**TRY IT**. If a line in the data below includes the string "computation", please return a copy of it.
━━━ MATERIAL TO PROCESS ━━━
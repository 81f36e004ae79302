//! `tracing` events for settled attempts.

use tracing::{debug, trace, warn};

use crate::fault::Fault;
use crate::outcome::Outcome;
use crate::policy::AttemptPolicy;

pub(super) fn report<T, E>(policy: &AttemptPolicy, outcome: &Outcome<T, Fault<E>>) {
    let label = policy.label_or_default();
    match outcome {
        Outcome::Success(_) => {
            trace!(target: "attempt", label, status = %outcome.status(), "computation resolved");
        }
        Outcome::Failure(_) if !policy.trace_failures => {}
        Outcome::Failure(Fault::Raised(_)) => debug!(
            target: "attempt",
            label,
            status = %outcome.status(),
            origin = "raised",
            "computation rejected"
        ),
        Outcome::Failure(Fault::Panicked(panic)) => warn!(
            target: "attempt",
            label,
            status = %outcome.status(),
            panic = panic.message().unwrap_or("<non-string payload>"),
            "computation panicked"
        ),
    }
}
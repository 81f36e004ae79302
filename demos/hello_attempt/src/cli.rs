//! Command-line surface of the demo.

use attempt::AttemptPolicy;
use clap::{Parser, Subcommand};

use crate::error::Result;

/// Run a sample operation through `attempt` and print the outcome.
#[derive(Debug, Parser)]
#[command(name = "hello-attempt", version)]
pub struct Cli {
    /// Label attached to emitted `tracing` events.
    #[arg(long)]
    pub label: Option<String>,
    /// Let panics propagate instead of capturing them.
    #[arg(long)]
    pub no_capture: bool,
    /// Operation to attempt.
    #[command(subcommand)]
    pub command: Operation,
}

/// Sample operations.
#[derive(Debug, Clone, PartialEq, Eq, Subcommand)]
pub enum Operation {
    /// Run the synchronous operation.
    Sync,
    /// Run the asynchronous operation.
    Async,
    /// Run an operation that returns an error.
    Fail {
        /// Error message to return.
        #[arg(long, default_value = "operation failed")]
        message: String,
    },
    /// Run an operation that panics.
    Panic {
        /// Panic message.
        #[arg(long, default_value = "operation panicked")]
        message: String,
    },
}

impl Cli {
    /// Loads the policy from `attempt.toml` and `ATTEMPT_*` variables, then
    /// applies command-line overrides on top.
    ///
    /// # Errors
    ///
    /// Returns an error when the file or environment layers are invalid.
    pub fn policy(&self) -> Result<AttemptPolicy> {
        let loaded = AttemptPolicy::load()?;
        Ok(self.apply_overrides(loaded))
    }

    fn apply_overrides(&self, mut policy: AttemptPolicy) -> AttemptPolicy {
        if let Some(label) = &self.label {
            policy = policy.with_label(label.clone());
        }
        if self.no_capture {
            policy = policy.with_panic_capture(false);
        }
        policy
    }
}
━━━
**TASK RESULT**.
            trace!(target: "attempt", label, status = %outcome.status(), "computation resolved");
            "computation rejected"
            "computation panicked"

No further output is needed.